The Formula is simple:
Interest rates rise and affect the drivers of the US economy, housing, but before that auto production goes from bull to bear markets. This impacts many other industries and jobs. These markets are either rising or the activity is falling at an increasing rate. That is economic law 101. There is no such thing in either market as a plateau of prosperity or Cinderella situation.
Friday you witnessed the Dow rise sharply in the AM on economic news indicating deceleration of activity. This continued until a major corporation announced poor earnings, making the Dow fall faster than it rose, moving it deeply into the red.
The formula economically is inherent in #2 which is lower economic activity equals lower profits.
Lower profits leads to lower Federal Tax revenues.
Lower Federal tax revenues in the face of increased Federal spending causes geometric, not arithmetic, rises in the US Federal Budget deficit. This is also true for States.

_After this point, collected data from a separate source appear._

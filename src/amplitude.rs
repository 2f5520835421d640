//! Sigma-delta amplitude
//!
//! The output stage only has four power steps. A 16-bit level is
//! approximated by switching between them once per control tick.

use fixed::types::I16F16;

use crate::constants::*;

const HALF: I16F16 = I16F16::from_bits(1 << 15);

/// First order sigma-delta modulator over the output power steps.
#[derive(Debug, Copy, Clone, PartialEq, Eq)]
pub struct SigmaDelta {
    level: u16,
    integrated: I16F16,
}

impl SigmaDelta {
    pub fn new(level: u16) -> Self {
        SigmaDelta {
            level,
            integrated: I16F16::ZERO,
        }
    }

    /// Target level, 0 to 65535
    pub fn level(self: &Self) -> u16 {
        self.level
    }

    /// Changes the target, the integrator keeps running.
    pub fn set_level(self: &mut Self, level: u16) {
        self.level = level;
    }

    /// Next output power step, 0..=OUTPUT_POWER_MAX.
    pub fn step(self: &mut Self) -> u8 {
        // 16384 per power step
        let target = I16F16::from_bits(self.level as i32 * 4);

        let diff = target - self.integrated;
        let step = if diff < -HALF {
            -I16F16::ONE
        } else if diff > HALF {
            I16F16::ONE
        } else {
            I16F16::ZERO
        };

        let current = (self.integrated + step)
            .to_num::<i32>()
            .max(0)
            .min(OUTPUT_POWER_MAX as i32);

        // halved, rounding to nearest so the integrator can reach whole levels
        let sum = self.integrated + I16F16::from_num(current);
        self.integrated = I16F16::from_bits((sum.to_bits() + 1) >> 1);

        current as u8
    }
}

The increased US Federal Budget deficit in the face of a US Trade Deficit increases the US Current Account Deficit.
The US Current Account Balance is the speedometer of the money exciting the US into world markets (deficit).
It is this deficit that must be met by incoming investment in the US in any form. It could be anything from businesses, equities to Treasury instruments.
If the investment by non US entities fails to meet the exiting dollars by all means, then the US must turn within to finance the shortfall.
Assuming the US turns inside to finance all maturities, interest rates will rise with the long term rates moving fastest.
This will further contract business activity and start a downward spiral of unparalleled dimension because the size of US debt already issued is of unparallel dimension.
Therefore as you get to #11 you are automatically right back at #1. This is an economic downward spiral.
There is no way out of the above and no factual argument can refute this. In particular the Cando (resource and water currency) and the Euro (the un-dollar) are buys on all reactions.
Ok, so you keep buying the dips -- where will your stops be?